Posted February 28th, 2009 by Harold Ford, in HR Related News

The American Recovery and Reinvestment Act of 2009 (ARRA), the financial stimulus law signed by President Barack Obama on Feb. 17, 2009, includes significant changes to the COBRA continuation coverage rules. (Read more at the Department of Labor).

cobra1

Here are the main points to the ARRA that you need to be aware of:

  1. Workers who became jobless as early from Sept. 1, 2008 to December 31, 2009 are eligible to receive benefits under the law.
  2. If a worker rejected COBRA coverage after Sept. 1, 2008, they can reconsider now.
  3. Taxpayers with modified adjusted gross income exceeding $145,000, or $290,000 for those filing joint returns, do not qualify for the subsidy.
  4. COBRA continuation coverage premiums will get a 65% federal government subsidy.
  5. Employers will pay the 65% upfront, and then deduct these costs from Social Security and Medicare taxes. (IRS Tax Refund FAQ).
  6. The subsidies will be paid for a maximum of nine months.
  7. Subsidies begin March 1, 2009.

WHAT YOU NEED TO DO:

Plan administrators of group health care plans subject to COBRA need to act quickly to:

  • Implement administrative procedures necessary to provide the subsidy.
  • Provide notices required by the ARRA to COBRA qualified beneficiaries who are eligible for the subsidy.
  • Implement the extended COBRA coverage periods.
  • In addition, group health plan documents will need to be amended to incorporate these changes.
  • Employers (or insurers, if applicable) will be required to file three types of reports relating to the subsidy.

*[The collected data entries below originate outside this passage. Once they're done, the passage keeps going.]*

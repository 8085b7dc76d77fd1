// ABOUTME: HTTP server assembly for the Ladle API
// ABOUTME: Builds shared resources, composes domain routers, and serves them over TCP

// SPDX-License-Identifier: MIT OR Apache-2.0

//! Server assembly.
//!
//! [`ServerResources`] bundles every shared dependency once at startup;
//! route modules receive it as an `Arc` and never construct their own
//! connections or clients.

use crate::auth::SessionManager;
use crate::config::ServerConfig;
use crate::database::Database;
use crate::errors::AppResult;
use crate::external::{HttpMailer, Mailer, NoopMailer};
use crate::middleware::{setup_cors, SessionGuard};
use crate::routes::{
    AllergyRoutes, CuisinePreferenceRoutes, FavoriteRoutes, FeedbackRoutes, HealthRoutes,
    PreferenceRoutes, SearchRoutes,
};
use axum::Router;
use std::sync::Arc;
use tower_http::trace::TraceLayer;

/// Shared dependencies handed to every route handler
pub struct ServerResources {
    /// Backing store
    pub database: Arc<Database>,
    /// Request identity guard
    pub session_guard: SessionGuard,
    /// Outbound email collaborator
    pub mailer: Arc<dyn Mailer>,
    /// Server configuration
    pub config: ServerConfig,
}

impl ServerResources {
    /// Assemble resources from configuration and an initialized database
    #[must_use]
    pub fn new(database: Database, config: ServerConfig) -> Self {
        let database = Arc::new(database);
        let session_manager =
            SessionManager::new(database.clone(), config.session_expiry_hours);
        let mailer: Arc<dyn Mailer> = match &config.email {
            Some(email) => Arc::new(HttpMailer::new(email.clone())),
            None => Arc::new(NoopMailer),
        };

        Self {
            database,
            session_guard: SessionGuard::new(session_manager),
            mailer,
            config,
        }
    }
}

/// Build the full API router
#[must_use]
pub fn router(resources: Arc<ServerResources>) -> Router {
    Router::new()
        .merge(HealthRoutes::routes())
        .merge(PreferenceRoutes::routes(resources.clone()))
        .merge(AllergyRoutes::routes(resources.clone()))
        .merge(CuisinePreferenceRoutes::routes(resources.clone()))
        .merge(FavoriteRoutes::routes(resources.clone()))
        .merge(SearchRoutes::routes(resources.clone()))
        .merge(FeedbackRoutes::routes(resources.clone()))
        .layer(TraceLayer::new_for_http())
        .layer(setup_cors(&resources.config))
}

/// Bind and serve the API until the process is stopped
///
/// # Errors
///
/// Returns an error if binding the port or serving fails.
pub async fn serve(resources: Arc<ServerResources>) -> AppResult<()> {
    let port = resources.config.http_port;
    let app = router(resources);

    let listener = tokio::net::TcpListener::bind(("0.0.0.0", port))
        .await
        .map_err(|e| crate::errors::AppError::config(format!("Failed to bind port {port}: {e}")))?;

    tracing::info!("ladle server listening on port {port}");
    axum::serve(listener, app)
        .await
        .map_err(|e| crate::errors::AppError::internal(format!("Server error: {e}")))?;

    Ok(())
}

1. Attest that each employee receiving the subsidy was involuntarily terminated.

2. File an accounting to report the payroll tax credit taken for the reporting period and the estimated credits to be taken during the following reporting period.

3. File a report of all covered employees, the amount of subsidy treated as a payroll tax credit for each employee and a designation as to whether the subsidy is for coverage of one individual or two or more individuals.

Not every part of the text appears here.